To determine the total glycosaminoglycan (GAG) from one micro-mass containing 20–30 aggregates samples were taken at day 15 and 30 of differentiation. The cultures were digested with 100 µl of papain digestion buffer (4.5 unit/ml in 50mM Phosphate buffer, pH6.5, with 2mM N-acetylcysteine and 2mM Na2EDTA, Sigma) for 4 hours at 65°C. Values are calculated from a standard curve using Chondroitin Sulfate-A Sodium Salt (Sigma), which was measured along with the samples at 510 nm in a Benchmark Plus microplate spectrophotometer (BioRad) [8].

Calcium Assay

To measure calcium accumulation from one micro-mass containing 20–30 aggregates samples were taken at day 15 and 30 of differentiation. The cultures were digested with 100 µl of 10% formic acid for 4 hours room temperature. Values were calculated from a standard curve using Arsenazo III (DCL), which was measured along with the samples at 650 nm in a Benchmark Plus microplate spectrophotometer according to the manufacturer's instructions [8].

RNA isolation and semi-quantitative and quantitative RT-PCR

Total RNA was isolated from cell culture at day 0, 10, 15, 20, 30, 40, 50 and 60 of differentiation using the RNeasy Mini Kit (Qiagen) according to the manufacturer's instructions with on-column DNase I digestion. The amount of total RNA was measured using a Bio Photometer (Eppendorf).

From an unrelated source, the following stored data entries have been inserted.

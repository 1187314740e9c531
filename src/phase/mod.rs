pub(crate) mod controller;
pub(crate) mod region;
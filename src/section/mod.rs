pub(crate) mod config;
pub(crate) mod script;
pub(crate) mod view;
use std::path::PathBuf;

use crate::animation::instance::AnimationInstance;
use crate::asset::lottie::LottieDoc;
use crate::asset::surface::{LayerSurface, RenderSurface};
use crate::asset::svg_surface::SvgSurface;
use crate::foundation::error::ScrubResult;

/// Asynchronous source of an [`AnimationInstance`].
///
/// Polled once per display tick; yields `Some` exactly once when the asset is ready (or
/// failed) and `None` otherwise.
pub trait AssetLoader {
    /// Poll for the load-complete signal.
    fn poll(&mut self) -> Option<ScrubResult<AnimationInstance>>;
}

/// Loads a Lottie JSON file, plus an optional SVG snapshot of its rendered surface.
///
/// Without a snapshot, elements are addressed through the document's layers.
#[derive(Clone, Debug)]
pub struct FileLoader {
    lottie: PathBuf,
    svg: Option<PathBuf>,
    done: bool,
}

impl FileLoader {
    /// Loader for the animation at `lottie`.
    pub fn new(lottie: impl Into<PathBuf>) -> Self {
        Self {
            lottie: lottie.into(),
            svg: None,
            done: false,
        }
    }

    /// Resolve elements against an SVG snapshot instead of the document layers.
    pub fn with_svg_snapshot(mut self, svg: impl Into<PathBuf>) -> Self {
        self.svg = Some(svg.into());
        self
    }

    #[tracing::instrument(skip(self), fields(path = %self.lottie.display()))]
    fn load(&self) -> ScrubResult<AnimationInstance> {
        let doc = LottieDoc::from_path(&self.lottie)?;
        let meta = doc.meta()?;
        let surface: Box<dyn RenderSurface> = match &self.svg {
            Some(svg) => Box::new(SvgSurface::from_path(svg)?),
            None => Box::new(LayerSurface::from_doc(&doc)),
        };
        tracing::info!(
            ip = meta.frames.start,
            op = meta.frames.end,
            fps = meta.fps,
            "animation loaded"
        );
        Ok(AnimationInstance::new(meta, surface))
    }
}

impl AssetLoader for FileLoader {
    fn poll(&mut self) -> Option<ScrubResult<AnimationInstance>> {
        if self.done {
            return None;
        }
        self.done = true;
        Some(self.load())
    }
}

/// Hands over an already built instance after a number of empty polls.
#[derive(Debug)]
pub struct ReadyLoader {
    pending: Option<AnimationInstance>,
    delay_polls: u32,
}

impl ReadyLoader {
    /// Yield `instance` on the first poll.
    pub fn new(instance: AnimationInstance) -> Self {
        Self::delayed(instance, 0)
    }

    /// Yield `instance` after `delay_polls` polls returned `None`.
    pub fn delayed(instance: AnimationInstance, delay_polls: u32) -> Self {
        Self {
            pending: Some(instance),
            delay_polls,
        }
    }
}

impl AssetLoader for ReadyLoader {
    fn poll(&mut self) -> Option<ScrubResult<AnimationInstance>> {
        if self.delay_polls > 0 {
            self.delay_polls -= 1;
            return None;
        }
        self.pending.take().map(Ok)
    }
}

#[cfg(test)]
#[path = "../../tests/unit/asset/loader.rs"]
mod tests;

One microgram of total RNA was used as a template for cDNA synthesis with the Super Script III First-Strand Synthesis System (Invitrogen). The PCR reactions (20 µl) were carried out using Taq DNA Polymerase (Invitrogen) according to the manufacturer's instructions. PCR conditions were: 3 min at 94°C, 30 sec denaturation at 94°C, 45 sec annealing at 55°C, and 1 min 30 sec extension at 72°C. Primers were designed based on the mouse sequence and BLASTed for their specificity at the National Center for Biotechnology Information (NCBI) [12]. Primer sequences are described in Table 1.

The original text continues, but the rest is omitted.